• Work required: Quote, with no changes, the lines that run from the top of the material to the line with "const DESCRIPTOR_PAIRS: usize = 256;", both included.
━━ Extracted material
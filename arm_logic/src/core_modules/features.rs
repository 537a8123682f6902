// THEORY:
// The `features` module is the lowest layer of the planar tracking engine. It turns a
// grayscale image into a sparse set of distinctive, repeatable points ("keypoints"),
// each paired with a compact binary fingerprint ("descriptor") of its neighbourhood.
//
// Key architectural principles:
// 1.  **Corner Detection (FAST-9)**: A pixel is a corner when nine contiguous pixels on
//     the 16-pixel Bresenham circle around it are all brighter, or all darker, than the
//     centre by more than a threshold. The corner score is the summed excess contrast,
//     used for non-maximum suppression and for keeping only the strongest responses.
// 2.  **Orientation**: Each keypoint gets an angle from the intensity centroid of its
//     local disk, so descriptors can be sampled in a rotation-normalised frame.
// 3.  **Binary Descriptors (steered BRIEF)**: 256 fixed point-pair intensity comparisons
//     on a lightly blurred copy of the image, rotated by the keypoint angle. The pattern
//     is generated once from a fixed seed and cached in a `OnceLock`, so every process
//     produces identical descriptors for identical input.
// 4.  **Stateless Utility**: Detection has no memory between frames. Matching and
//     geometry live in higher layers (`plane_tracker`, `homography`).

use crate::core_modules::geometry::Point2;
use image::{GrayImage, imageops};
use std::sync::OnceLock;

const CIRCLE: [(i32, i32); 16] = [
    (0, -3),
    (1, -3),
    (2, -2),
    (3, -1),
    (3, 0),
    (3, 1),
    (2, 2),
    (1, 3),
    (0, 3),
    (-1, 3),
    (-2, 2),
    (-3, 1),
    (-3, 0),
    (-3, -1),
    (-2, -2),
    (-1, -3),
];
const ARC_LENGTH: usize = 9;
const DESCRIPTOR_PAIRS: usize = 256;
const PATTERN_EXTENT: i32 = 12;
// Rotated samples reach PATTERN_EXTENT * sqrt(2) from the keypoint.
const BORDER: u32 = 19;
const ORIENTATION_RADIUS: i32 = 7;
const DESCRIPTOR_BLUR_SIGMA: f32 = 2.0;
const PATTERN_SEED: u64 = 0x9E37_79B9_7F4A_7C15;

/// A 256-bit binary descriptor. Distance between descriptors is Hamming distance.
#[derive(Debug, Clone, Copy, PartialEq, Eq, Hash)]
pub struct Descriptor(pub [u64; 4]);

impl Descriptor {
    pub fn hamming(&self, other: &Descriptor) -> u32 {
        self.0
            .iter()
            .zip(other.0.iter())
            .map(|(a, b)| (a ^ b).count_ones())
            .sum()
    }
}

/// A detected keypoint together with its descriptor.
#[derive(Debug, Clone, PartialEq)]
pub struct Feature {
    pub point: Point2,
    pub score: u32,
    /// Orientation in radians, from the intensity centroid.
    pub angle: f64,
    pub descriptor: Descriptor,
}

/// FAST corner detector with steered BRIEF descriptors.
#[derive(Debug, Clone)]
pub struct FeatureDetector {
    /// Upper bound on features kept per image, strongest first.
    pub max_features: usize,
    /// Minimum contrast between the centre and the arc pixels.
    pub threshold: u8,
}

impl Default for FeatureDetector {
    fn default() -> Self {
        Self {
            max_features: 500,
            threshold: 20,
        }
    }
}

impl FeatureDetector {
    pub fn new(max_features: usize, threshold: u8) -> Self {
        Self {
            max_features,
            threshold,
        }
    }

    /// Detects keypoints and computes their descriptors. Images too small to hold a
    /// descriptor patch yield no features.
    pub fn detect(&self, image: &GrayImage) -> Vec<Feature> {
        let (width, height) = image.dimensions();
        if width <= 2 * BORDER || height <= 2 * BORDER || self.max_features == 0 {
            return Vec::new();
        }

        // --- 1. Corner scores ---
        let mut scores = vec![0u32; (width * height) as usize];
        for y in BORDER..height - BORDER {
            for x in BORDER..width - BORDER {
                if let Some(score) = corner_score(image, x, y, self.threshold) {
                    scores[(y * width + x) as usize] = score;
                }
            }
        }

        // --- 2. Non-maximum suppression over the 8-neighbourhood ---
        let mut corners: Vec<(u32, u32, u32)> = Vec::new();
        for y in BORDER..height - BORDER {
            for x in BORDER..width - BORDER {
                let score = scores[(y * width + x) as usize];
                if score == 0 {
                    continue;
                }
                if is_local_maximum(&scores, width, x, y, score) {
                    corners.push((x, y, score));
                }
            }
        }
        corners.sort_by(|a, b| b.2.cmp(&a.2).then(a.1.cmp(&b.1)).then(a.0.cmp(&b.0)));
        corners.truncate(self.max_features);

        // --- 3. Orientation and descriptors ---
        let smoothed = imageops::blur(image, DESCRIPTOR_BLUR_SIGMA);
        corners
            .into_iter()
            .map(|(x, y, score)| {
                let angle = intensity_angle(image, x, y);
                Feature {
                    point: Point2::new(x as f64, y as f64),
                    score,
                    angle,
                    descriptor: describe(&smoothed, x, y, angle),
                }
            })
            .collect()
    }
}

fn luma(image: &GrayImage, x: i32, y: i32) -> i16 {
    image.get_pixel(x as u32, y as u32).0[0] as i16
}

/// Returns the FAST score of a pixel, or `None` if it is not a corner.
fn corner_score(image: &GrayImage, x: u32, y: u32, threshold: u8) -> Option<u32> {
    let (cx, cy) = (x as i32, y as i32);
    let centre = luma(image, cx, cy);
    let t = threshold as i16;

    let mut ring = [0i16; 16];
    for (slot, (dx, dy)) in ring.iter_mut().zip(CIRCLE.iter()) {
        *slot = luma(image, cx + dx, cy + dy);
    }

    let brighter = longest_circular_run(&ring, |v| v > centre + t);
    let darker = longest_circular_run(&ring, |v| v < centre - t);

    if brighter >= ARC_LENGTH {
        Some(
            ring.iter()
                .map(|&v| (v - centre - t).max(0) as u32)
                .sum(),
        )
    } else if darker >= ARC_LENGTH {
        Some(
            ring.iter()
                .map(|&v| (centre - v - t).max(0) as u32)
                .sum(),
        )
    } else {
        None
    }
}

fn longest_circular_run(ring: &[i16; 16], predicate: impl Fn(i16) -> bool) -> usize {
    let mut longest = 0;
    let mut run = 0;
    for i in 0..ring.len() * 2 {
        if predicate(ring[i % ring.len()]) {
            run += 1;
            longest = longest.max(run);
        } else {
            run = 0;
        }
    }
    longest.min(ring.len())
}

/// Equal scores are broken in favour of the pixel that comes first in scan order.
fn is_local_maximum(scores: &[u32], width: u32, x: u32, y: u32, score: u32) -> bool {
    for dy in -1i32..=1 {
        for dx in -1i32..=1 {
            if dx == 0 && dy == 0 {
                continue;
            }
            let nx = (x as i32 + dx) as u32;
            let ny = (y as i32 + dy) as u32;
            let neighbour = scores[(ny * width + nx) as usize];
            let earlier = dy < 0 || (dy == 0 && dx < 0);
            if neighbour > score || (earlier && neighbour == score) {
                return false;
            }
        }
    }
    true
}

fn intensity_angle(image: &GrayImage, x: u32, y: u32) -> f64 {
    let (cx, cy) = (x as i32, y as i32);
    let mut m10 = 0.0;
    let mut m01 = 0.0;
    for dy in -ORIENTATION_RADIUS..=ORIENTATION_RADIUS {
        for dx in -ORIENTATION_RADIUS..=ORIENTATION_RADIUS {
            if dx * dx + dy * dy > ORIENTATION_RADIUS * ORIENTATION_RADIUS {
                continue;
            }
            let value = luma(image, cx + dx, cy + dy) as f64;
            m10 += dx as f64 * value;
            m01 += dy as f64 * value;
        }
    }
    m01.atan2(m10)
}

fn describe(smoothed: &GrayImage, x: u32, y: u32, angle: f64) -> Descriptor {
    let (sin, cos) = angle.sin_cos();
    let rotate = |(dx, dy): (i32, i32)| -> (i32, i32) {
        let rx = (cos * dx as f64 - sin * dy as f64).round() as i32;
        let ry = (sin * dx as f64 + cos * dy as f64).round() as i32;
        (x as i32 + rx, y as i32 + ry)
    };

    let mut bits = [0u64; 4];
    for (i, (a, b)) in sampling_pattern().iter().enumerate() {
        let (ax, ay) = rotate(*a);
        let (bx, by) = rotate(*b);
        if luma(smoothed, ax, ay) < luma(smoothed, bx, by) {
            bits[i / 64] |= 1 << (i % 64);
        }
    }
    Descriptor(bits)
}

type PointPair = ((i32, i32), (i32, i32));

/// The fixed BRIEF comparison pattern, concentrated towards the patch centre.
fn sampling_pattern() -> &'static [PointPair; DESCRIPTOR_PAIRS] {
    static PATTERN: OnceLock<[PointPair; DESCRIPTOR_PAIRS]> = OnceLock::new();
    PATTERN.get_or_init(|| {
        let mut state = PATTERN_SEED;
        let mut next_offset = || {
            // Sum of three uniforms in [-4, 4] approximates a Gaussian inside the patch.
            let mut total = 0;
            for _ in 0..3 {
                state ^= state << 13;
                state ^= state >> 7;
                state ^= state << 17;
                total += (state % 9) as i32 - 4;
            }
            total.clamp(-PATTERN_EXTENT, PATTERN_EXTENT)
        };
        let mut pattern = [((0, 0), (0, 0)); DESCRIPTOR_PAIRS];
        for pair in pattern.iter_mut() {
            let a = (next_offset(), next_offset());
            let mut b = (next_offset(), next_offset());
            if a == b {
                b = (-a.0, -a.1 + 1);
            }
            *pair = (a, b);
        }
        pattern
    })
}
━━━━
• Written reply:
filename arm_logic/src/core_modules/features.rs
repository 537a8123682f6902
// THEORY:
// The `features` module is the lowest layer of the planar tracking engine. It turns a
// grayscale image into a sparse set of distinctive, repeatable points ("keypoints"),
// each paired with a compact binary fingerprint ("descriptor") of its neighbourhood.
//
// Key architectural principles:
// 1.  **Corner Detection (FAST-9)**: A pixel is a corner when nine contiguous pixels on
//     the 16-pixel Bresenham circle around it are all brighter, or all darker, than the
//     centre by more than a threshold. The corner score is the summed excess contrast,
//     used for non-maximum suppression and for keeping only the strongest responses.
// 2.  **Orientation**: Each keypoint gets an angle from the intensity centroid of its
//     local disk, so descriptors can be sampled in a rotation-normalised frame.
// 3.  **Binary Descriptors (steered BRIEF)**: 256 fixed point-pair intensity comparisons
//     on a lightly blurred copy of the image, rotated by the keypoint angle. The pattern
//     is generated once from a fixed seed and cached in a `OnceLock`, so every process
//     produces identical descriptors for identical input.
// 4.  **Stateless Utility**: Detection has no memory between frames. Matching and
//     geometry live in higher layers (`plane_tracker`, `homography`).

use crate::core_modules::geometry::Point2;
use image::{GrayImage, imageops};
use std::sync::OnceLock;

const CIRCLE: [(i32, i32); 16] = [
    (0, -3),
    (1, -3),
    (2, -2),
    (3, -1),
    (3, 0),
    (3, 1),
    (2, 2),
    (1, 3),
    (0, 3),
    (-1, 3),
    (-2, 2),
    (-3, 1),
    (-3, 0),
    (-3, -1),
    (-2, -2),
    (-1, -3),
];
const ARC_LENGTH: usize = 9;
const DESCRIPTOR_PAIRS: usize = 256;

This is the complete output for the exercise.